## [Task to carry out]
What lines in the records below hold the string "ChatMessage"? Please show them.

※ ※ ※

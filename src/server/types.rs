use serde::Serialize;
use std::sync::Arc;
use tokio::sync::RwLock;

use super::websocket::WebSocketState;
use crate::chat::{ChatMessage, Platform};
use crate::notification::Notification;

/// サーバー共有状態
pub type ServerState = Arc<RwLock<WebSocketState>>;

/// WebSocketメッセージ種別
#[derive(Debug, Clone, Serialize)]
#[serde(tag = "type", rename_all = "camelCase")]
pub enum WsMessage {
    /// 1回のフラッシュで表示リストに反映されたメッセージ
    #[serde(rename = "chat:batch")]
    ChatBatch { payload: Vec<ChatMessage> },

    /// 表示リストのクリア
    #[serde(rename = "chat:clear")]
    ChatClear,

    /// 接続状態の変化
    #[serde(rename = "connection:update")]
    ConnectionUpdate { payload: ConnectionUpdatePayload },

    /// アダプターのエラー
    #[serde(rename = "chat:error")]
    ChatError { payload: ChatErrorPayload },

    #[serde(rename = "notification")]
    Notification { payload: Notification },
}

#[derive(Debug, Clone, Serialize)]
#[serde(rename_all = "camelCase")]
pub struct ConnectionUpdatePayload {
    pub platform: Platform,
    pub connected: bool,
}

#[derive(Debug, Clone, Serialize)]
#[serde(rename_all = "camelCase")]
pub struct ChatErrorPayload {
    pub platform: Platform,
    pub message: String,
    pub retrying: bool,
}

※ ※ ※

## [Answer to the exercise]
use crate::chat::{ChatMessage, Platform};
    ChatBatch { payload: Vec<ChatMessage> },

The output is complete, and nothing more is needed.